In this paper, we consider the minimum submodular cost allocation (MSCA) problem. The input of MSCA is $k$ non-negative submodular functions $f_1,\ldots,f_k$ on the ground set $N$ given by evaluation oracles, and the goal is to partition $N$ into $k$ (possibly empty) sets $X_1,\ldots,X_k$ so that $\sum_{i=1}^k f_i(X_i)$ is minimized. In this paper, we focus on the case when $f_1,\ldots,f_k$ are monotone (denoted by Mono-MSCA). We provide a natural LP-relaxation for Mono-MSCA, which is equivalent to the convex program relaxation introduced by Chekuri and Ene. We show that the integrality gap of the LP-relaxation is at most $k/2$, which yields a $k/2$-approximation algorithm for Mono-MSCA. We also show that the integrality gap of the LP-relaxation is at least $k/2-ε$ for any constant $ε>0$ when $k$ is fixed.
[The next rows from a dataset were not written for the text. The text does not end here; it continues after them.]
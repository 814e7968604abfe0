use anyhow::Result;
use vigil::cli::{self, telemetry};

#[tokio::main]
async fn main() -> Result<()> {
    let action = cli::start()?;

    // Any failed case surfaces as an error, so the process exits 1.
    let result = action.execute().await;

    telemetry::shutdown_tracer();

    result
}
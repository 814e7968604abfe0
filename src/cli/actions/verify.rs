use crate::config::ProductionConfig;
use crate::engine::batch::BatchPlan;
use crate::engine::report::{Report, ReportFormat, ReportHeader, Summary};
use crate::engine::{Orchestrator, RunOutcome, SuiteConfig, TestSuite};
use crate::fixtures::FixtureRegistry;
use crate::suite::Harness;
use anyhow::{anyhow, Context, Result};
use std::path::{Path, PathBuf};
use std::sync::Arc;
use tokio::sync::watch;
use tracing::{error, info, warn};

#[derive(Debug)]
pub struct Args {
    pub config: ProductionConfig,
    pub suite: SuiteConfig,
    pub batch: BatchPlan,
    pub numbered_users: usize,
    pub report: Option<PathBuf>,
    pub format: ReportFormat,
}

/// Run the suite with Ctrl-C wired to the orchestrator's stop signal.
///
/// # Errors
/// Returns an error if the suite definition is invalid.
pub async fn run_suite(suite: TestSuite) -> Result<RunOutcome> {
    let (stop, stopped) = watch::channel(false);
    let signal = tokio::spawn(async move {
        if tokio::signal::ctrl_c().await.is_ok() {
            warn!("interrupt received, finishing running cases");
            stop.send_replace(true);
        }
    });

    let outcome = Orchestrator::new(suite).with_stop_signal(stopped).run().await;
    signal.abort();

    outcome.context("invalid test suite")
}

/// Write `rendered` to `path`, or stdout without one.
///
/// # Errors
/// Returns an error if the file cannot be written.
pub async fn emit(rendered: &str, path: Option<&Path>) -> Result<()> {
    match path {
        Some(path) => {
            tokio::fs::write(path, rendered)
                .await
                .with_context(|| format!("failed to write report to {}", path.display()))?;
            info!("report written to {}", path.display());
        }
        None => println!("{rendered}"),
    }
    Ok(())
}

/// Verify the production deployment and report the outcome.
///
/// # Errors
/// Returns an error if the configuration is invalid, the backends cannot be
/// reached, the report cannot be written, or any case failed.
pub async fn execute(args: Args) -> Result<()> {
    let warnings = args.config.validate().into_result()?;
    for warning in warnings {
        warn!("{warning}");
    }
    info!(
        "verifying {} ({}) in {} mode",
        args.config.user_pool_id, args.config.region, args.config.write_policy
    );

    let fixtures = FixtureRegistry::from_env(args.numbered_users);
    let (with_secret, total) = fixtures.credential_coverage();
    info!("{with_secret} of {total} identities have a credential configured");
    if with_secret == 0 {
        warn!("no credentials configured: every probe will be skipped");
    }

    let harness = Arc::new(
        Harness::connect(args.config, fixtures)
            .context("failed to build backend clients")?
            .with_batch_plan(args.batch),
    );

    let suite = harness.suite(args.suite);
    for warning in suite.warnings() {
        warn!("{warning}");
    }

    let outcome = run_suite(suite).await?;

    let config = harness.config();
    let report = Report::new(
        ReportHeader::new(&outcome.suite, &config.region, &config.user_pool_id),
        &outcome,
    );
    let rendered = report.render(args.format).context("failed to render report")?;
    emit(&rendered, args.report.as_deref()).await?;

    let summary: &Summary = &report.summary;
    info!(
        "{} passed, {} failed, {} skipped in {} ms",
        summary.passed_tests, summary.failed_tests, summary.skipped_tests, summary.total_duration_ms
    );

    if summary.passed() {
        Ok(())
    } else {
        error!("{} of {} cases failed", summary.failed_tests, summary.total_tests);
        Err(anyhow!(
            "verification failed: {} of {} cases failed",
            summary.failed_tests,
            summary.total_tests
        ))
    }
}

#[cfg(test)]
#[allow(clippy::unwrap_used)]
mod tests {
    use super::*;
    use crate::engine::{Observation, TestCase, TestStatus};

    #[tokio::test]
    async fn test_invalid_config_is_rejected() {
        let args = Args {
            config: ProductionConfig::new("ap-northeast-1", "", "", ""),
            suite: SuiteConfig::default(),
            batch: BatchPlan::default(),
            numbered_users: 0,
            report: None,
            format: ReportFormat::Markdown,
        };
        let err = execute(args).await.unwrap_err();
        assert!(err.to_string().contains("user pool id is not set"));
    }

    #[tokio::test]
    async fn test_run_suite() {
        let suite = TestSuite::new("s", SuiteConfig::default())
            .with_case(TestCase::new("a", "a", || async { Ok(Observation::observed(true)) }));
        let outcome = run_suite(suite).await.unwrap();
        assert_eq!(outcome.results.get("a").unwrap().status, TestStatus::Completed);
    }

    #[tokio::test]
    async fn test_emit_to_file() {
        let path = std::env::temp_dir().join(format!("vigil-report-{}.md", uuid::Uuid::new_v4()));
        emit("# report", Some(&path)).await.unwrap();
        assert_eq!(tokio::fs::read_to_string(&path).await.unwrap(), "# report");
        tokio::fs::remove_file(&path).await.unwrap();
    }
}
翻译：本文研究了最小子模成本分配（MSCA）问题。MSCA的输入为定义在基础集$N$上的$k$个非负子模函数$f_1,\ldots,f_k$（通过求值预言机给出），目标是将$N$划分为$k$个（可能为空的）集合$X_1,\ldots,X_k$，以最小化$\sum_{i=1}^k f_i(X_i)$。本文重点关注$f_1,\ldots,f_k$为单调函数的情形（记为Mono-MSCA）。我们为Mono-MSCA提出了一个自然的线性规划松弛，该松弛等价于Chekuri和Ene引入的凸规划松弛。我们证明该线性规划松弛的整数间隙至多为$k/2$，从而为Mono-MSCA提供了一个$k/2$-近似算法。同时，当$k$固定时，对于任意常数$ε>0$，我们证明该线性规划松弛的整数间隙至少为$k/2-ε$。